ICE to Deport HIV-Positive Venezuelan Back to Country Where He Can’t Get HIV Meds

· Updated on May 28, 2018

While on a routine visit with Immigration and Customs Enforcement, HIV-positive Venezuelan Ricardo Querales was told that he would need to return at the end of February with his passport and a plane ticket. As first reported in the Miami Herald, Querales was being deported back to Venezuela, even though many HIV-positive people in Venezuela can’t get their HIV meds.

“You are sending me to my death!” Querales, 43, said to the immigration official, the Herald reported. “This is anti human rights. In Venezuela, there is no medicine and every day someone with AIDS disappears.”

Due to the ongoing economic and social crisis in Venezuela, many medications are in short supply. That means that Querales should be able to apply for a temporary deferral of deportation.

“There is a very serious crisis in Venezuela, and if he has HIV and there are no drugs there, he should ask that they not take him out of the country for humanitarian reasons,” Marcial De Sautu, an immigration lawyer, told the Herald.
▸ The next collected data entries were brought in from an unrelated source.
use axum::http::StatusCode;
use axum::response::{IntoResponse, Response};
use axum::Json;
use serde::Serialize;
use utoipa::ToSchema;

use crate::validation::FieldErrors;

pub type AppResult<T> = Result<T, AppError>;

#[derive(thiserror::Error, Debug)]
pub enum AppError {
    #[error("validation failed: {0}")]
    Validation(FieldErrors),
    #[error("unauthorized: {0}")]
    Unauthorized(String),
    #[error("forbidden: {0}")]
    Forbidden(String),
    #[error("not found: {0}")]
    NotFound(String),
    #[error("bad request: {0}")]
    BadRequest(String),
    #[error("configuration error: {0}")]
    Configuration(String),
    #[error("token error: {0}")]
    Token(String),
    #[error("mail error: {0}")]
    Mail(String),
    #[error("database error")]
    Database(#[from] sqlx::Error),
    #[error("internal server error: {0}")]
    Internal(String),
}

impl AppError {
    /// Single-field validation error.
    pub fn validation(field: impl Into<String>, message: impl Into<String>) -> Self {
        let mut errors = FieldErrors::new();
        errors.add(field, message);
        Self::Validation(errors)
    }

    pub fn unauthorized(message: impl Into<String>) -> Self {
        Self::Unauthorized(message.into())
    }

    pub fn forbidden(message: impl Into<String>) -> Self {
        Self::Forbidden(message.into())
    }

    pub fn not_found(message: impl Into<String>) -> Self {
        Self::NotFound(message.into())
    }

    pub fn bad_request(message: impl Into<String>) -> Self {
        Self::BadRequest(message.into())
    }

    pub fn configuration(message: impl Into<String>) -> Self {
        Self::Configuration(message.into())
    }

    pub fn token(err: impl Into<String>) -> Self {
        Self::Token(err.into())
    }

    pub fn mail(err: impl Into<String>) -> Self {
        Self::Mail(err.into())
    }

    pub fn internal(message: impl Into<String>) -> Self {
        Self::Internal(message.into())
    }

    fn status(&self) -> StatusCode {
        match self {
            AppError::Validation(_) => StatusCode::BAD_REQUEST,
            AppError::Unauthorized(_) => StatusCode::UNAUTHORIZED,
            AppError::Forbidden(_) => StatusCode::FORBIDDEN,
            AppError::NotFound(_) => StatusCode::NOT_FOUND,
            AppError::BadRequest(_) => StatusCode::BAD_REQUEST,
            AppError::Configuration(_) => StatusCode::INTERNAL_SERVER_ERROR,
            AppError::Token(_) => StatusCode::UNAUTHORIZED,
            AppError::Mail(_) => StatusCode::INTERNAL_SERVER_ERROR,
            AppError::Database(_) => StatusCode::INTERNAL_SERVER_ERROR,
            AppError::Internal(_) => StatusCode::INTERNAL_SERVER_ERROR,
        }
    }

    fn code(&self) -> &'static str {
        match self {
            AppError::Validation(_) => "validation",
            AppError::Unauthorized(_) => "unauthorized",
            AppError::Forbidden(_) => "forbidden",
            AppError::NotFound(_) => "not_found",
            AppError::BadRequest(_) => "bad_request",
            AppError::Configuration(_) => "configuration",
            AppError::Token(_) => "token",
            AppError::Mail(_) => "mail",
            AppError::Database(_) => "database",
            AppError::Internal(_) => "internal",
        }
    }
}

/// Body of every error response.
#[derive(Serialize, ToSchema)]
pub struct ErrorResponse {
    pub error: String,
    pub message: String,
    /// Messages keyed by field name, present for validation errors.
    #[serde(skip_serializing_if = "Option::is_none")]
    #[schema(value_type = Option<Object>)]
    pub fields: Option<FieldErrors>,
}

impl IntoResponse for AppError {
    fn into_response(self) -> Response {
        let status = self.status();

        if let AppError::Database(err) = &self {
            tracing::error!(error = %err, "database error");
        }

        let payload = ErrorResponse {
            error: self.code().to_string(),
            message: self.to_string(),
            fields: match self {
                AppError::Validation(fields) => Some(fields),
                _ => None,
            },
        };

        (status, Json(payload)).into_response()
    }
}

impl From<anyhow::Error> for AppError {
    fn from(value: anyhow::Error) -> Self {
        Self::Internal(value.to_string())
    }
}

/// Unique-constraint violations reported by the store.
pub fn is_unique_violation(err: &sqlx::Error) -> bool {
    matches!(err, sqlx::Error::Database(db) if db.is_unique_violation())
}

pub fn is_foreign_key_violation(err: &sqlx::Error) -> bool {
    matches!(err, sqlx::Error::Database(db) if db.is_foreign_key_violation())
}
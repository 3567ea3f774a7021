#![allow(dead_code)]

use std::sync::Arc;

use anyhow::Result;
use axum::body::{self, Body};
use axum::http::{header, Method, Request, StatusCode};
use axum::Router;
use serde_json::Value;
use sqlx::sqlite::SqliteConnectOptions;
use sqlx::SqlitePool;
use tempfile::TempDir;
use tower::util::ServiceExt; // for `oneshot`
use uuid::Uuid;

use yamdb::db::users::{self, NewUser};
use yamdb::jwt::JwtConfig;
use yamdb::mail::MemoryMailer;
use yamdb::models::user::Role;
use yamdb::{router, AppState};

pub struct TestApp {
    pub pool: SqlitePool,
    pub app: Router,
    pub mailer: MemoryMailer,
    pub jwt: JwtConfig,
    _dir: TempDir,
}

impl TestApp {
    pub async fn new() -> Result<Self> {
        let dir = tempfile::tempdir()?;
        let opts = SqliteConnectOptions::new()
            .filename(dir.path().join("test.db"))
            .create_if_missing(true);
        let pool = SqlitePool::connect_with(opts).await?;

        let migrator =
            sqlx::migrate::Migrator::new(std::path::Path::new(env!("CARGO_MANIFEST_DIR")).join("migrations")).await?;
        migrator.run(&pool).await?;

        let mailer = MemoryMailer::new();
        let jwt = JwtConfig::new("test-secret", 24);
        let state = AppState::new(pool.clone(), jwt.clone(), Arc::new(mailer.clone()));

        Ok(Self {
            pool,
            app: router(state),
            mailer,
            jwt,
            _dir: dir,
        })
    }

    /// Inserts a user directly and returns its id with a bearer token.
    pub async fn user(&self, username: &str, role: Role) -> Result<(Uuid, String)> {
        let id = users::insert(
            &self.pool,
            &NewUser {
                username: username.to_string(),
                email: format!("{username}@yamdb.test"),
                role,
                ..NewUser::default()
            },
        )
        .await?;
        Ok((id, self.jwt.encode(id)?))
    }

    pub async fn superuser(&self, username: &str) -> Result<String> {
        let (id, token) = self.user(username, Role::User).await?;
        sqlx::query("UPDATE users SET is_superuser = 1 WHERE id = ?")
            .bind(id)
            .execute(&self.pool)
            .await?;
        Ok(token)
    }

    pub async fn send(&self, method: Method, uri: &str, token: Option<&str>, body: Option<Value>) -> Result<(StatusCode, Value)> {
        let mut builder = Request::builder().method(method).uri(uri);
        if let Some(token) = token {
            builder = builder.header(header::AUTHORIZATION, format!("Bearer {token}"));
        }
        let req = match body {
            Some(body) => builder
                .header(header::CONTENT_TYPE, "application/json")
                .body(Body::from(serde_json::to_vec(&body)?))?,
            None => builder.body(Body::empty())?,
        };

        let resp = self.app.clone().oneshot(req).await?;
        let status = resp.status();
        let bytes = body::to_bytes(resp.into_body(), 10_485_760).await?;
        let value = if bytes.is_empty() { Value::Null } else { serde_json::from_slice(&bytes)? };
        Ok((status, value))
    }

    pub async fn get(&self, uri: &str, token: Option<&str>) -> Result<(StatusCode, Value)> {
        self.send(Method::GET, uri, token, None).await
    }

    pub async fn post(&self, uri: &str, token: Option<&str>, body: Value) -> Result<(StatusCode, Value)> {
        self.send(Method::POST, uri, token, Some(body)).await
    }

    pub async fn patch(&self, uri: &str, token: Option<&str>, body: Value) -> Result<(StatusCode, Value)> {
        self.send(Method::PATCH, uri, token, Some(body)).await
    }

    pub async fn delete(&self, uri: &str, token: Option<&str>) -> Result<(StatusCode, Value)> {
        self.send(Method::DELETE, uri, token, None).await
    }

    /// Creates a category, a genre and one title through the API as `admin_token`.
    /// The `film` category and `drama` genre may already exist.
    pub async fn seed_title(&self, admin_token: &str, name: &str) -> Result<String> {
        self.ensure_lookup("categories", admin_token, "Film", "film").await?;
        self.ensure_lookup("genres", admin_token, "Drama", "drama").await?;
        let (status, title) = self
            .post(
                "/api/v1/titles",
                Some(admin_token),
                serde_json::json!({"name": name, "year": 1994, "category": "film", "genre": ["drama"]}),
            )
            .await?;
        anyhow::ensure!(status == StatusCode::CREATED, "seed title failed: {status} {title}");
        title["id"]
            .as_str()
            .map(str::to_string)
            .ok_or_else(|| anyhow::anyhow!("title id missing"))
    }

    async fn ensure_lookup(&self, collection: &str, admin_token: &str, name: &str, slug: &str) -> Result<()> {
        let (status, body) = self
            .post(
                &format!("/api/v1/{collection}"),
                Some(admin_token),
                serde_json::json!({"name": name, "slug": slug}),
            )
            .await?;
        let already_exists = status == StatusCode::BAD_REQUEST && body["fields"]["slug"].is_array();
        anyhow::ensure!(
            status == StatusCode::CREATED || already_exists,
            "seed {collection} failed: {status} {body}"
        );
        Ok(())
    }
}
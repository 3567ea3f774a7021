use yamdb::{app, db, docs};

#[tokio::main]
async fn main() -> anyhow::Result<()> {
    load_env();
    init_tracing();

    let pool = db::init().await?;

    let port = std::env::var("APP_PORT")
        .ok()
        .and_then(|value| value.parse::<u16>().ok())
        .unwrap_or(8000);

    let openapi = docs::build_openapi(port)?;
    let app = app::create_app(pool).await?.merge(docs::swagger_routes(openapi));

    let addr = std::net::SocketAddr::from(([0, 0, 0, 0], port));
    tracing::info!("listening on {}", addr);

    let listener = tokio::net::TcpListener::bind(addr).await?;
    axum::serve(listener, app.into_make_service()).await?;

    Ok(())
}

fn load_env() {
    if dotenvy::dotenv().is_ok() {
        return;
    }

    let crate_env = std::path::Path::new(env!("CARGO_MANIFEST_DIR")).join(".env");
    let _ = dotenvy::from_path(crate_env);
}

fn init_tracing() {
    use tracing_subscriber::layer::SubscriberExt;
    use tracing_subscriber::util::SubscriberInitExt;

    let fmt_layer = tracing_subscriber::fmt::layer()
        .with_target(false)
        .with_thread_ids(false)
        .with_thread_names(false);

    let filter_layer = tracing_subscriber::EnvFilter::try_from_default_env()
        .unwrap_or_else(|_| tracing_subscriber::EnvFilter::new("info"));

    tracing_subscriber::registry()
        .with(filter_layer)
        .with(fmt_layer)
        .init();
}
use axum::extract::State;
use axum::http::StatusCode;
use axum::Json;
use serde::Serialize;
use utoipa::ToSchema;

use crate::app::AppState;

#[derive(Debug, Serialize, ToSchema)]
pub struct HealthResponse {
    pub status: &'static str,
    pub version: &'static str,
    pub database: &'static str,
    #[serde(skip_serializing_if = "Option::is_none")]
    pub database_error: Option<String>,
}

#[utoipa::path(
    get,
    path = "/api/health",
    tag = "Health",
    responses(
        (status = 200, description = "Service and database reachable", body = HealthResponse),
        (status = 503, description = "Database unreachable", body = HealthResponse)
    )
)]
pub async fn health(State(state): State<AppState>) -> (StatusCode, Json<HealthResponse>) {
    let probe = sqlx::query_scalar::<_, i64>("SELECT 1").fetch_one(&state.pool).await;

    match probe {
        Ok(_) => (
            StatusCode::OK,
            Json(HealthResponse {
                status: "ok",
                version: env!("CARGO_PKG_VERSION"),
                database: "ok",
                database_error: None,
            }),
        ),
        Err(err) => {
            tracing::warn!(error = %err, "health probe failed");
            (
                StatusCode::SERVICE_UNAVAILABLE,
                Json(HealthResponse {
                    status: "degraded",
                    version: env!("CARGO_PKG_VERSION"),
                    database: "unavailable",
                    database_error: Some(err.to_string()),
                }),
            )
        }
    }
}
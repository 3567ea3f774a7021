//! Authorization: who may read, create, modify or delete each resource.
//!
//! The decision table lives in [`policy`] and is pure; this module turns
//! decisions into request errors and logs denials.

mod policy;
mod principal;

pub use policy::{Action, Decision, Denial, Policy};
pub use principal::{Actor, Principal};

use uuid::Uuid;

use crate::errors::{AppError, AppResult};

/// Collection-level check, before any instance is loaded.
pub fn authorize(policy: Policy, actor: &Actor, action: Action) -> AppResult<()> {
    enforce(policy, actor, action, policy.check_collection(actor, action))
}

/// Instance-level check, once the instance (and its owner) is known.
pub fn authorize_instance(policy: Policy, actor: &Actor, action: Action, owner: Option<Uuid>) -> AppResult<()> {
    enforce(policy, actor, action, policy.check_instance(actor, action, owner))
}

fn enforce(policy: Policy, actor: &Actor, action: Action, decision: Decision) -> AppResult<()> {
    match decision {
        Decision::Allow => Ok(()),
        Decision::Deny(denial) => {
            tracing::debug!(
                user_id = ?actor.user_id(),
                policy = ?policy,
                action = ?action,
                denial = ?denial,
                "permission denied"
            );
            Err(match denial {
                Denial::Unauthenticated => AppError::unauthorized("authentication credentials were not provided"),
                Denial::Forbidden => AppError::forbidden("you do not have permission to perform this action"),
            })
        }
    }
}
Querales has been in the United States for about 15 years. He fled Venezuela to escape persecution and insecurity. Querales was once charged with controlled substance possession because he had a small bag of methamphetamine in his apartment. Querales used drugs shortly after his HIV-positive diagnosis to deal with depression and loneliness. In 2009, he was convicted and served 30 days in jail. He was arrested a second time when ICE raided a house he was visiting. He was detained for six months.
“I am a reformed citizen, a decent worker who made mistakes in the past and I am no longer on drugs,” Querales, who has not used drugs for five years, said. “They told me they would not deport me because there are no medicines for my treatment in Venezuela.”

Querales told the Herald that his plan is to “stay here” and to “fight to the end.”
In September, INTO reported on the Venezuelan HIV medicine crisis. At the time, Jhonatan Rodriguez, president of the advocacy organization StopVIH, told INTO that at least six medications, including Atripla, were not getting to those who need it.